The passion to serve those with ongoing health challenges first stirred within Napier as a teenager.

Although Vanderbilt University did not offer any classes in gerontology (the study of the aging process) at the time, she was able to use the practicum hours in her Human and Organizational Development degree to tease out the calling with the help of a few local nonprofits — specifically FiftyForward.

After spending a summer in Washington, D.C. working on the House Select Committee on Aging’s Subcommittee for Retirement Income and Housing Napier earned her Master’s in Health Services Administration (MHSA) with a certificate in Gerontology from the University of Alabama-Birmingham.

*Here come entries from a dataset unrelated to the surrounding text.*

//! Density estimation - the feedback signal for the elastic radius
//!
//! "Magic density" is distinct fresh occupants divided by the true
//! geometric area of the cell they stand in. A coarsened cell is measured
//! at its own area, not at the area of the resolution it was coarsened
//! from.

use aura_core::{AuraResult, CellKey, Timestamp, UserId};

use crate::occupancy::OccupancyIndex;

/// Users per km² under a cell
///
/// Zero occupants or a degenerate area yield 0.0; never NaN, never a
/// division by zero.
pub fn estimate_density(
    cell: &CellKey,
    index: &OccupancyIndex,
    now: Timestamp,
) -> AuraResult<f64> {
    let area_km2 = aura_geo::cell_area_km2(cell)?;
    let occupants = index.count_under(cell, now);

    if occupants == 0 || area_km2 <= f64::EPSILON {
        return Ok(0.0);
    }
    Ok(occupants as f64 / area_km2)
}

/// Users per km² under a cell, leaving one user out
///
/// The querying user never counts toward their own density signal;
/// otherwise an empty region would still read as populated and the radius
/// could never tunnel.
pub fn estimate_density_excluding(
    cell: &CellKey,
    index: &OccupancyIndex,
    excluded: UserId,
    now: Timestamp,
) -> AuraResult<f64> {
    let area_km2 = aura_geo::cell_area_km2(cell)?;
    let occupants = index.count_under_excluding(cell, excluded, now);

    if occupants == 0 || area_km2 <= f64::EPSILON {
        return Ok(0.0);
    }
    Ok(occupants as f64 / area_km2)
}
//! AURA Radar Demo
//!
//! Seeds a small world - a dense downtown crowd and a lot of empty ocean -
//! then walks one user through it, showing the aura contract, expand, and
//! finally tunnel to a hotspot when nothing is reachable.

use std::sync::Arc;
use std::time::Duration;

use aura_core::{
    Coordinate, DistanceTier, EngineConfig, PrivacyConfig, SystemClock, Trend, UserId,
};
use aura_engine::AuraState;
use aura_index::{HotspotRegistry, HotspotTable, OccupancyIndex};
use aura_runtime::{spawn_sweeper, InMemoryInterests, ProximityService, QueryOptions};
use aura_test::PopulationSimulator;

fn tier_counts(results: &[aura_core::NearbyResult]) -> (usize, usize, usize) {
    let same = results.iter().filter(|r| r.tier == DistanceTier::Same).count();
    let near = results.iter().filter(|r| r.tier == DistanceTier::Near).count();
    let far = results.iter().filter(|r| r.tier == DistanceTier::Far).count();
    (same, near, far)
}

fn describe(label: &str, state: Option<&AuraState>) {
    if let Some(state) = state {
        println!(
            "    [{label}] radius {:.2} km -> {:.2} km, density {:.2}/km², trend {:?}",
            state.current_radius_km, state.target_radius_km, state.density, state.trend
        );
    }
}

#[tokio::main]
async fn main() -> Result<(), Box<dyn std::error::Error>> {
    tracing_subscriber::fmt()
        .with_env_filter(tracing_subscriber::EnvFilter::from_default_env())
        .init();

    println!("╔══════════════════════════════════════════════════════════╗");
    println!("║        AURA Radar Demo - Elastic Proximity Engine        ║");
    println!("╚══════════════════════════════════════════════════════════╝");
    println!();
    println!(
        "grid: level 14 cells ≈ {:.2} km tall",
        aura_geo::cell_span_km(14)
    );
    println!();

    let config = EngineConfig {
        privacy: PrivacyConfig {
            min_anonymity: 3,
            max_coarsening: 6,
        },
        ..EngineConfig::default()
    };

    let index = Arc::new(OccupancyIndex::new(16, config.service.staleness));
    let interests = Arc::new(InMemoryInterests::new());
    let hotspots = Arc::new(HotspotRegistry::empty());
    let sweep_interval = config.service.sweep_interval;
    let service = Arc::new(ProximityService::new(
        config,
        index,
        hotspots,
        interests.clone(),
        Arc::new(SystemClock),
    ));

    let sweeper = spawn_sweeper(service.clone(), sweep_interval);

    // A downtown crowd, half into music, half into chess.
    let mut sim = PopulationSimulator::with_seed(2024);
    let downtown = sim.place_cluster(&service, 40.7580, -73.9855, 0.02, 250)?;
    for (i, user) in downtown.iter().enumerate() {
        let tag = if i % 2 == 0 { "music" } else { "chess" };
        interests.set(*user, [tag]);
    }
    println!("seeded {} users around Times Square", downtown.len());

    // Register downtown as a hotspot for users stranded elsewhere.
    let anchor = service
        .index()
        .cell_of(downtown[0])
        .and_then(|cell| cell.ancestor_at(8))
        .ok_or("no anchor cell for hotspot")?;
    service.hotspots().reload(HotspotTable::new(1, vec![anchor]));
    println!("hotspot table v1 loaded");
    println!();

    let me = UserId::new(777_000);
    let times_square = Coordinate::new(40.7580, -73.9855)?;

    println!("-- standing in the crowd --");
    for _ in 0..6 {
        let response = service.query_nearby(me, times_square, QueryOptions::default())?;
        let (same, near, far) = tier_counts(&response.results);
        println!(
            "    {} nearby (same {same} / near {near} / far {far}), radius {:.2} km, {:?}",
            response.results.len(),
            response.radius_km,
            response.trend
        );
    }
    describe("aura", service.controller().state_of(me).as_ref());
    println!();

    println!("-- same crowd, music lovers only --");
    let opts = QueryOptions {
        interest_filter: vec!["music".to_string()],
    };
    let response = service.query_nearby(me, times_square, opts)?;
    println!("    {} matches share an interest", response.results.len());
    println!();

    println!("-- adrift in the south pacific --");
    let adrift = Coordinate::new(-44.0, -130.0)?;
    let mut step = 0u32;
    loop {
        let response = service.query_nearby(me, adrift, QueryOptions::default())?;
        step += 1;
        if step % 5 == 0 || response.trend == Trend::Tunneling {
            println!(
                "    query {step:>2}: radius {:.1} km, {:?}, {} reachable",
                response.radius_km,
                response.trend,
                response.results.len()
            );
        }
        if response.trend == Trend::Tunneling {
            let (_, _, far) = tier_counts(&response.results);
            println!("    tunneled: {far} users surfaced from the hotspot table");
            break;
        }
        if step > 80 {
            println!("    gave up before tunneling (unexpected)");
            break;
        }
    }
    describe("aura", service.controller().state_of(me).as_ref());
    println!();

    service.end_session(me);
    sweeper.abort();
    println!("session ended, goodbye");
    Ok(())
}
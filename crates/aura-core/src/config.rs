//! Engine configuration
//!
//! All tunables are plain data: deployments load them from JSON and hand
//! them to the engines at construction. Nothing here is read from a global.

use std::time::Duration;

use serde::{Deserialize, Serialize};

/// Cell grid configuration
#[derive(Clone, Debug, Serialize, Deserialize)]
pub struct GridConfig {
    /// Resolution used to index fresh location updates
    pub resolution: u8,
    /// Coarsest resolution the anonymity resolver may fall back to
    pub floor_resolution: u8,
}

impl Default for GridConfig {
    fn default() -> Self {
        // Level 14 cells are roughly 1.2 km tall; level 8 roughly 78 km.
        GridConfig {
            resolution: 14,
            floor_resolution: 8,
        }
    }
}

/// K-anonymity configuration
#[derive(Clone, Debug, Serialize, Deserialize)]
pub struct PrivacyConfig {
    /// Minimum anonymity-set size before a cell may be disclosed
    pub min_anonymity: usize,
    /// Maximum coarsening steps before giving up with the low-density
    /// sentinel
    pub max_coarsening: u8,
}

impl Default for PrivacyConfig {
    fn default() -> Self {
        PrivacyConfig {
            min_anonymity: 5,
            max_coarsening: 6,
        }
    }
}

/// Elastic radius configuration
#[derive(Clone, Debug, Serialize, Deserialize)]
pub struct RadiusConfig {
    pub min_radius_km: f64,
    pub max_radius_km: f64,
    /// Lower edge of the target density band, users per km²
    pub density_floor: f64,
    /// Upper edge of the target density band, users per km²
    pub density_ceiling: f64,
    /// Multiplier applied to the target when contracting
    pub shrink_factor: f64,
    /// Multiplier applied to the target when expanding
    pub grow_factor: f64,
    /// Exponential smoothing applied when moving the current radius toward
    /// the target
    pub smoothing: f64,
    /// Consecutive zero-density observations at maximum radius before the
    /// aura tunnels to hotspots
    pub tunnel_after: u32,
}

impl Default for RadiusConfig {
    fn default() -> Self {
        RadiusConfig {
            min_radius_km: 0.5,
            max_radius_km: 50.0,
            density_floor: 2.0,
            density_ceiling: 8.0,
            shrink_factor: 0.7,
            grow_factor: 1.4,
            smoothing: 0.35,
            tunnel_after: 3,
        }
    }
}

impl RadiusConfig {
    /// Preset for dense metropolitan deployments
    pub fn dense_urban() -> Self {
        RadiusConfig {
            min_radius_km: 0.25,
            max_radius_km: 10.0,
            density_floor: 4.0,
            density_ceiling: 16.0,
            shrink_factor: 0.6,
            grow_factor: 1.3,
            smoothing: 0.4,
            tunnel_after: 5,
        }
    }

    /// Preset for sparse rural deployments
    pub fn sparse_rural() -> Self {
        RadiusConfig {
            min_radius_km: 2.0,
            max_radius_km: 150.0,
            density_floor: 0.2,
            density_ceiling: 2.0,
            shrink_factor: 0.75,
            grow_factor: 1.6,
            smoothing: 0.3,
            tunnel_after: 2,
        }
    }
}

/// Service-level configuration
#[derive(Clone, Debug, Serialize, Deserialize)]
pub struct ServiceConfig {
    /// Staleness window: records older than this are never returned
    pub staleness: Duration,
    /// Cooperative query deadline; exceeding it yields a partial response
    pub query_deadline: Duration,
    /// Idle expiry for per-user aura state
    pub aura_idle_expiry: Duration,
    /// Interval between background staleness sweeps
    pub sweep_interval: Duration,
}

impl Default for ServiceConfig {
    fn default() -> Self {
        ServiceConfig {
            staleness: Duration::from_secs(300),
            query_deadline: Duration::from_millis(200),
            aura_idle_expiry: Duration::from_secs(1800),
            sweep_interval: Duration::from_secs(30),
        }
    }
}

/// Aggregate configuration handed to the runtime
#[derive(Clone, Debug, Default, Serialize, Deserialize)]
pub struct EngineConfig {
    pub grid: GridConfig,
    pub privacy: PrivacyConfig,
    pub radius: RadiusConfig,
    pub service: ServiceConfig,
}

#[cfg(test)]
mod tests {
    use super::*;

    #[test]
    fn test_default_grid_is_coherent() {
        let grid = GridConfig::default();
        assert!(grid.floor_resolution < grid.resolution);
    }

    #[test]
    fn test_default_band_is_ordered() {
        let radius = RadiusConfig::default();
        assert!(radius.density_floor < radius.density_ceiling);
        assert!(radius.min_radius_km < radius.max_radius_km);
        assert!(radius.shrink_factor < 1.0);
        assert!(radius.grow_factor > 1.0);
        assert!(radius.smoothing > 0.0 && radius.smoothing <= 1.0);
    }

    #[test]
    fn test_profiles_stay_ordered() {
        for radius in [RadiusConfig::dense_urban(), RadiusConfig::sparse_rural()] {
            assert!(radius.density_floor < radius.density_ceiling);
            assert!(radius.min_radius_km < radius.max_radius_km);
        }
    }

    #[test]
    fn test_engine_config_json_roundtrip() {
        let config = EngineConfig::default();
        let json = serde_json::to_string(&config).unwrap();
        let back: EngineConfig = serde_json::from_str(&json).unwrap();
        assert_eq!(back.grid.resolution, config.grid.resolution);
        assert_eq!(back.service.staleness, config.service.staleness);
    }
}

She transitioned into running independent and assisted living facilities while publishing a resource guide for seniors before being recruited by the LifeLinks team. Napier joined the team in 2009 and became CEO and sole proprietor in 2012.

“Our team is a reflection of the body and the vine,” Napier says. “We all bring different gifts, skills and perspectives to the aid of the client’s we serve.

“The excellence we strive for and love we give to our clients, are given first to us by God.”



Working with broken people, broken families and broken healthcare systems provides lots of opportunity for Napier's team to show God's love, mercy and grace.

Sometimes they are advocating for the often overlooked older adult and others they are helping families build bridges to one another during the difficult final human season.

Isaiah 1 calls to mind the call to advocacy of your neighbor—specifically those in distress—that LifeLinks puts to practice.

“Learn to do good; seek justice, correct oppression; bring justice to the fatherless, plead the widow's cause..” — Isaiah 1:17 (ESV)

While healthcare is traditionally fragmented, with the right hand not knowing what the left hand is doing, Napier and her team serve as a hub for information and communication, simplifying the big picture in ways the family can process, understand and act upon.

But the work is rewarding.

“Healthcare in general is very broken,” Napier says. “It has a difficult time seeing people as complicated individuals with a variety of facets.

“We can’t just treat the body because the mind and spirit have a profound impact on our body.”